_Material for the task_
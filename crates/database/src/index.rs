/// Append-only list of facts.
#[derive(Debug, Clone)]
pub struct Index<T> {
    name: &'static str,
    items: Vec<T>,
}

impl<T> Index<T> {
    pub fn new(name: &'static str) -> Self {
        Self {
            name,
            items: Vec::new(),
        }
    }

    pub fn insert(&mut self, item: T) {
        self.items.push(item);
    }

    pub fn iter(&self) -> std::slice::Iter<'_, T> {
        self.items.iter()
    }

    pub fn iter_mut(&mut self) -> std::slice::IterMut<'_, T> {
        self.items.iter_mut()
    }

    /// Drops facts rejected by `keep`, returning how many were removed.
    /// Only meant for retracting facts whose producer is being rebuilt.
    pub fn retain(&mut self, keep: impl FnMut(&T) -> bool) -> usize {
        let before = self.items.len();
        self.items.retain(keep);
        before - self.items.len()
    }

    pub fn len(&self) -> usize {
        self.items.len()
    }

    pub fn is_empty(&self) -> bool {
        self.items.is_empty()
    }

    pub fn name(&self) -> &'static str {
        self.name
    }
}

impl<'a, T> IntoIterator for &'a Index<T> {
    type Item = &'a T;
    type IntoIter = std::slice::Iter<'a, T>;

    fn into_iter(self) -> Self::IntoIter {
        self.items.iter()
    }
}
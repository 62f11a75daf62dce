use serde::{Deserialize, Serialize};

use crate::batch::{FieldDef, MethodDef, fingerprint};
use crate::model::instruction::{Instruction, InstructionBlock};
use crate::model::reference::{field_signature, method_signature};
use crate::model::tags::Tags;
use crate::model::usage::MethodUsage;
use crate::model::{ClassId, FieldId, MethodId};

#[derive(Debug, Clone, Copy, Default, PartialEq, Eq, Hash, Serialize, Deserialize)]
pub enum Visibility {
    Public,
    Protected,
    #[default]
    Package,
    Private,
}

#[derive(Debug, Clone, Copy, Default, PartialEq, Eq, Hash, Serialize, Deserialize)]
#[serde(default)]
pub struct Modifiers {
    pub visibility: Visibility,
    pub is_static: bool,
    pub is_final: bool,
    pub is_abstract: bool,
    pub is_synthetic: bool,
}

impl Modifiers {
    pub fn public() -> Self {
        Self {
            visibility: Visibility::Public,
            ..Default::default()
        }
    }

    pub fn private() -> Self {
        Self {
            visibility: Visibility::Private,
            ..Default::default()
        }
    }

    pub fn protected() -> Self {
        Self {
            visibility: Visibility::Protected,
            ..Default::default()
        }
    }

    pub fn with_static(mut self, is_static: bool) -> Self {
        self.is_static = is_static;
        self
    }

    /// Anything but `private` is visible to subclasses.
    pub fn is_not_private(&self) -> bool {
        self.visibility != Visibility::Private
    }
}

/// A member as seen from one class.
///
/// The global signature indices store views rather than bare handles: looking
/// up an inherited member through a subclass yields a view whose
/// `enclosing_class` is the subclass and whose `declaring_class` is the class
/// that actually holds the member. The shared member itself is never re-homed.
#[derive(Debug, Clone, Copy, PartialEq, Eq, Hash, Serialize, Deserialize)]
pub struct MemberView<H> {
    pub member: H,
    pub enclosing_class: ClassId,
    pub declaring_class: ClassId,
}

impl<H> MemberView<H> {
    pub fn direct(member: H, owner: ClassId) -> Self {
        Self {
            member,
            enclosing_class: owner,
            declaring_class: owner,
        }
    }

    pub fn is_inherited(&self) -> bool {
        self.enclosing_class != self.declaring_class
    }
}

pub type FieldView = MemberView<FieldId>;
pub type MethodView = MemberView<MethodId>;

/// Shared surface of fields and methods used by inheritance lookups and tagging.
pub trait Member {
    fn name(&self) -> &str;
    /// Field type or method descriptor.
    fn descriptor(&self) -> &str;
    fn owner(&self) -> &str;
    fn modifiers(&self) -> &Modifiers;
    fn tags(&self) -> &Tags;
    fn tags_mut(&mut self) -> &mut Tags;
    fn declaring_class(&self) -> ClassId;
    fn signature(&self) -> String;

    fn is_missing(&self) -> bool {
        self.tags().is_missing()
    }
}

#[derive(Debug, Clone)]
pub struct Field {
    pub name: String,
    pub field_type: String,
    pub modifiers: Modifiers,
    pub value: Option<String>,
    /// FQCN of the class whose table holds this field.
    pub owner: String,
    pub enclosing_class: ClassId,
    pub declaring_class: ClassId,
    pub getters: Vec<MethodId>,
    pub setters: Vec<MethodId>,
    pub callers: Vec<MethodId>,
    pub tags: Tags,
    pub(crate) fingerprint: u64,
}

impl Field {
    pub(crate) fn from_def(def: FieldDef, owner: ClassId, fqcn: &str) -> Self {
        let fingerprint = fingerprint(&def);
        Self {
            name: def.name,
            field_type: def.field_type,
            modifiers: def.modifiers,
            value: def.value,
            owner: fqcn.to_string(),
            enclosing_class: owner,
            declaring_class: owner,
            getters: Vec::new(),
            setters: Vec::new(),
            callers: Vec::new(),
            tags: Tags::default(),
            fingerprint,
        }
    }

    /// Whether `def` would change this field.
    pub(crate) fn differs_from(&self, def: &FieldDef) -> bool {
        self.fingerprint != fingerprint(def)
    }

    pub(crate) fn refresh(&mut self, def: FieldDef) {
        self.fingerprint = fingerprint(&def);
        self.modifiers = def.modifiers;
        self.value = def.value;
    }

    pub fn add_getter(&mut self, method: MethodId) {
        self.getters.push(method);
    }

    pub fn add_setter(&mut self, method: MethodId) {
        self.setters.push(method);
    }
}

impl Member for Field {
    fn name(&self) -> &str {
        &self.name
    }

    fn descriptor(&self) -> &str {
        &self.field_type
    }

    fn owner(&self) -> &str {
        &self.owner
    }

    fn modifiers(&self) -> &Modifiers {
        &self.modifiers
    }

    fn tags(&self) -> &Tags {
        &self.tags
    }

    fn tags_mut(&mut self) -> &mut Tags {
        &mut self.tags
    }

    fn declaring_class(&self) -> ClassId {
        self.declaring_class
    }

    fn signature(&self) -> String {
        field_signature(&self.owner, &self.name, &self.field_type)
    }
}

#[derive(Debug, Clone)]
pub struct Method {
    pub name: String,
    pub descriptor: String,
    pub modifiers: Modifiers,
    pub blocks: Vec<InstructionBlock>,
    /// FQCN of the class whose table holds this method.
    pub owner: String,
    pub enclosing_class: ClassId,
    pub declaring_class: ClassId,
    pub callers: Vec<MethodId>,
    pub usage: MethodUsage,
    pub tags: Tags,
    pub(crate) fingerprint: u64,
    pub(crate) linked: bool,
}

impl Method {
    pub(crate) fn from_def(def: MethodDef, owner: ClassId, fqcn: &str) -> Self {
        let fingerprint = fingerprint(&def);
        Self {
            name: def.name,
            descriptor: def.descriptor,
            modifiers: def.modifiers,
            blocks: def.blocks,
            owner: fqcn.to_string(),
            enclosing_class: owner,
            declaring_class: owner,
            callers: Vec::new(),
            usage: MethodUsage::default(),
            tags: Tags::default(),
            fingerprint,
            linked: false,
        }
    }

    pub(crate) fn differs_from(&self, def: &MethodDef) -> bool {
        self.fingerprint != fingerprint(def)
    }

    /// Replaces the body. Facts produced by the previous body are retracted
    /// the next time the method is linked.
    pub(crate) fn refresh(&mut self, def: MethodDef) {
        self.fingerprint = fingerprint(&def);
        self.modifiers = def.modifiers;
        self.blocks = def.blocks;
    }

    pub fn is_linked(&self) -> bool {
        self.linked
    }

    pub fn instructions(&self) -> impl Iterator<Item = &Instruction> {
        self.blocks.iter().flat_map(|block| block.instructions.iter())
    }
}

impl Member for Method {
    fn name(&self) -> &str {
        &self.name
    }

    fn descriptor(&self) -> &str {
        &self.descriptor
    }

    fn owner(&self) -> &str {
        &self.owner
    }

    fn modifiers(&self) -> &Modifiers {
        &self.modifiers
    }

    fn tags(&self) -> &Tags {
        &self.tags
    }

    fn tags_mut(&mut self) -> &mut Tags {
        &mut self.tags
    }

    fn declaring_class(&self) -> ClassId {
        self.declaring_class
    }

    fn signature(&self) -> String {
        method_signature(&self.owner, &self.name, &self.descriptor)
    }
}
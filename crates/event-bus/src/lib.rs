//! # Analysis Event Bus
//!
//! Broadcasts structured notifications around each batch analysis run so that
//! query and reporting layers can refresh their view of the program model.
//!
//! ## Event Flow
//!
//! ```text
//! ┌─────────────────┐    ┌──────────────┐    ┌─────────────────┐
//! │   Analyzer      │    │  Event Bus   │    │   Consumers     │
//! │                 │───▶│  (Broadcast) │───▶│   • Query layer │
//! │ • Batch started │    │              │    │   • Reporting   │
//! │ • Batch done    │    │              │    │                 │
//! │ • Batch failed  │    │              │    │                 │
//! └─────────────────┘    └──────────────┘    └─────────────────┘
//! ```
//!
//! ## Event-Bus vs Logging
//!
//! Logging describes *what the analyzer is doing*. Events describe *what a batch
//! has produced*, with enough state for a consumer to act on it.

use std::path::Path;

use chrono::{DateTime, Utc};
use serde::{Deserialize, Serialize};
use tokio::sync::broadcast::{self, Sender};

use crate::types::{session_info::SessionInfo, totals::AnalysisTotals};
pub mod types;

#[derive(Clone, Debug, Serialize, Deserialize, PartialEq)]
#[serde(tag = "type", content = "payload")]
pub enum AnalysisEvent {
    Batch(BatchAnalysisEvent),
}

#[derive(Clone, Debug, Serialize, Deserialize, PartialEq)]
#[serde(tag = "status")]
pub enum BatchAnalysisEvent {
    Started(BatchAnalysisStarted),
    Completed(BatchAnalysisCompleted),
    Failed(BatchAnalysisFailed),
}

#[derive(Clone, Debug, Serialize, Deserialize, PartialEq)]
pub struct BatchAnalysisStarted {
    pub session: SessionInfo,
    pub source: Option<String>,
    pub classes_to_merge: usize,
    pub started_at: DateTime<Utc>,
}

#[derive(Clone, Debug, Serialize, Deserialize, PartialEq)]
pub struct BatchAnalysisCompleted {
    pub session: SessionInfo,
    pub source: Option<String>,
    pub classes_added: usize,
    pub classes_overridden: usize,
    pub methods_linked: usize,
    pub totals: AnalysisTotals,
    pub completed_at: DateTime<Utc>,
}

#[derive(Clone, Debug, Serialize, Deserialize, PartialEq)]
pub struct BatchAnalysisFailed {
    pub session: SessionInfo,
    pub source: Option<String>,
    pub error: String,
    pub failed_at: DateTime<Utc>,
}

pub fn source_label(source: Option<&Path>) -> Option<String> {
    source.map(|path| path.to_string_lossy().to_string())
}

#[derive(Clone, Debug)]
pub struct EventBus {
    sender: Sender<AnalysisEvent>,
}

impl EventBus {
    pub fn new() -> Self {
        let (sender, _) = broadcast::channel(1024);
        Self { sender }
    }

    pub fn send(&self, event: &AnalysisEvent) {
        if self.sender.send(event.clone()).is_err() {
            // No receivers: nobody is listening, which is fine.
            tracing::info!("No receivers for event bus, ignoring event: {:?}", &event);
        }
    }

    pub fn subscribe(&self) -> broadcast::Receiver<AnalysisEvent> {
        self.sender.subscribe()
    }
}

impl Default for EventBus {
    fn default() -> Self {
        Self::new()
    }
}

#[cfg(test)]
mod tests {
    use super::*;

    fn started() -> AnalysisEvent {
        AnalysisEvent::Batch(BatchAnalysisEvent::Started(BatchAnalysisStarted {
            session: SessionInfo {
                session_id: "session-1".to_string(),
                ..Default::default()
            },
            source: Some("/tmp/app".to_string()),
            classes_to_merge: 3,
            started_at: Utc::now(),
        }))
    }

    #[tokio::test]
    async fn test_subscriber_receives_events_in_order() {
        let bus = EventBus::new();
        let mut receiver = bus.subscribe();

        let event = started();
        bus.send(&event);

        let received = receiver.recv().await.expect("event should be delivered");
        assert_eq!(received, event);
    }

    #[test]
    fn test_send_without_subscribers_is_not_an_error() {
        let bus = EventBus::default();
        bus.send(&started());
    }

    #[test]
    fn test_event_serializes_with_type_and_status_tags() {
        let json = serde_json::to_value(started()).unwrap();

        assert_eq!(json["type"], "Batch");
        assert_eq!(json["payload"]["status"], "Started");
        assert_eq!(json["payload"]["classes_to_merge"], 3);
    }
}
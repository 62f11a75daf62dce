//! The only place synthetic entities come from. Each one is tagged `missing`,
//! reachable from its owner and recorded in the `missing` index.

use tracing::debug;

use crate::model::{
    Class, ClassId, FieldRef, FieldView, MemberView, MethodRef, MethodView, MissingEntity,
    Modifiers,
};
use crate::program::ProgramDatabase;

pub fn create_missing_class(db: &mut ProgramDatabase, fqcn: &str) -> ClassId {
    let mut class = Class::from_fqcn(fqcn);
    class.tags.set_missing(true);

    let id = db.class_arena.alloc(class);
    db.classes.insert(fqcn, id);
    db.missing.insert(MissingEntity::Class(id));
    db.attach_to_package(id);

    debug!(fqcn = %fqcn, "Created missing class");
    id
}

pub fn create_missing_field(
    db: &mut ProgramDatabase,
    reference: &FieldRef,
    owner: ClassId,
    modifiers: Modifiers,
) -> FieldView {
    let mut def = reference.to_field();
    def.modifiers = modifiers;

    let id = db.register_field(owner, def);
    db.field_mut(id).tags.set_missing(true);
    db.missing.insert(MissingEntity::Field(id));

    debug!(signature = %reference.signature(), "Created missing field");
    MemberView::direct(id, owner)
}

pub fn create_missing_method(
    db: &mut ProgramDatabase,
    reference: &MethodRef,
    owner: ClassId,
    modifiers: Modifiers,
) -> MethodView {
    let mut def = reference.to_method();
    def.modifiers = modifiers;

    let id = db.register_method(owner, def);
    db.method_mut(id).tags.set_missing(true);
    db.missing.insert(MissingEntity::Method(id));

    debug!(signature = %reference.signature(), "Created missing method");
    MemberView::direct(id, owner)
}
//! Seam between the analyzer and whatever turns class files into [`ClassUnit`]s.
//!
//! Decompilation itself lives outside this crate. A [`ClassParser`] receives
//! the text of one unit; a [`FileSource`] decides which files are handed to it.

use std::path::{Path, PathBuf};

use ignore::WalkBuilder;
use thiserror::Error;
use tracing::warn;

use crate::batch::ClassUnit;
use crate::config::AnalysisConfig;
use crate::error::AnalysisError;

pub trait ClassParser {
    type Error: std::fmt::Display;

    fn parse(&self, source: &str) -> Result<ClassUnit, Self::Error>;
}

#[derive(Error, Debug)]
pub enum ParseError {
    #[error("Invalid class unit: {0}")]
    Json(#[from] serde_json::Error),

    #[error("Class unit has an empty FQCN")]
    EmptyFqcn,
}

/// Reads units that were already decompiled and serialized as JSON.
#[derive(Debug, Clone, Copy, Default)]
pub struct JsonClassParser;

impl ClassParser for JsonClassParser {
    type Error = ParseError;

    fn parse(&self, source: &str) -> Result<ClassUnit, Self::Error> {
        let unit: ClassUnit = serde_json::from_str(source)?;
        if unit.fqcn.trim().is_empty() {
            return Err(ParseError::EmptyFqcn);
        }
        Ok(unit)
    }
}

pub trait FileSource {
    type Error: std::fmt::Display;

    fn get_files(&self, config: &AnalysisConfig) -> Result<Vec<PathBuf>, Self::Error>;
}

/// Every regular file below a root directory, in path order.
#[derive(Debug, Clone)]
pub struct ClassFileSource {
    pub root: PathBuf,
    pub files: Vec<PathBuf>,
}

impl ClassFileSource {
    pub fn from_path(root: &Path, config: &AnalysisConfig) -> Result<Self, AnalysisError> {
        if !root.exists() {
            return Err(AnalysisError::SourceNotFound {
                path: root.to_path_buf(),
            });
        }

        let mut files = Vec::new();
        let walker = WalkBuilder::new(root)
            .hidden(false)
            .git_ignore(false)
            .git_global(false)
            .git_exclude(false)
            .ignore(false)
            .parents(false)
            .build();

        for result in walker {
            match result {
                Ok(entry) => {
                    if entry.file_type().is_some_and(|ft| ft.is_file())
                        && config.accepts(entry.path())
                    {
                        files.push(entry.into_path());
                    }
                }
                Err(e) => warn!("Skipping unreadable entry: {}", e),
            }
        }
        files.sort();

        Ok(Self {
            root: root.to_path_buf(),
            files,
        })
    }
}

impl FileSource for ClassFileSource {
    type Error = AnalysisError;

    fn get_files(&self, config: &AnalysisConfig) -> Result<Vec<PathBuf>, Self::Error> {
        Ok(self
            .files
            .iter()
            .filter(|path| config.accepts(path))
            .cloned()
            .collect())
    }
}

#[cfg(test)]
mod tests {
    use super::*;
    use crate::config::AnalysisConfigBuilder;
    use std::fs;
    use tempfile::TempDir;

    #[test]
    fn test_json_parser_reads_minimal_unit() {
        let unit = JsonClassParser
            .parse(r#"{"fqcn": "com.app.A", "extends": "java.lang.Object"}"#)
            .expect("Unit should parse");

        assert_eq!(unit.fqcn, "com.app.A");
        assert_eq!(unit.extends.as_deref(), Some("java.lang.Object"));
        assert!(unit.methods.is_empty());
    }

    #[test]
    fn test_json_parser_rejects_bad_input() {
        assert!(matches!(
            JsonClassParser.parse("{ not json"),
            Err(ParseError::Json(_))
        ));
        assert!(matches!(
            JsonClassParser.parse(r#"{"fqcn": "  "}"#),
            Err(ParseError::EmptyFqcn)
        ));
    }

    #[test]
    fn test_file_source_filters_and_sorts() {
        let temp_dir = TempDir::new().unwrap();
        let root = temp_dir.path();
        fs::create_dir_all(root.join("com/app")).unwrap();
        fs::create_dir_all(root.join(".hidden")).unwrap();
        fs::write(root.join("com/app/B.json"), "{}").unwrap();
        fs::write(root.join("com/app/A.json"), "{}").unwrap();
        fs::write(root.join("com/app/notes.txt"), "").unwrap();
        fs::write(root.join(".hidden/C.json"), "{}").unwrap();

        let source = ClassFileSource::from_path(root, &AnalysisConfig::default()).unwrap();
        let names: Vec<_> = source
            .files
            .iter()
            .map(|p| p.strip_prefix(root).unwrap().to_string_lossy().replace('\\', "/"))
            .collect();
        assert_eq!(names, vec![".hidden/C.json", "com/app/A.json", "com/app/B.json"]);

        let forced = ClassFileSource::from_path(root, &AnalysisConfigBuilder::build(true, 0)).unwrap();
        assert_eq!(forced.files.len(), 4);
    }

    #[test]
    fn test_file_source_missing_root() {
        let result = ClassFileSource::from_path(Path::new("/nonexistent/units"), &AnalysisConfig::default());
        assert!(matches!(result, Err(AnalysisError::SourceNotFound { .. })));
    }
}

_What the exercise asks_
Whenever a line of the data includes the word "WalkBuilder", show that line in full.

_Solution_
use ignore::WalkBuilder;
        let walker = WalkBuilder::new(root)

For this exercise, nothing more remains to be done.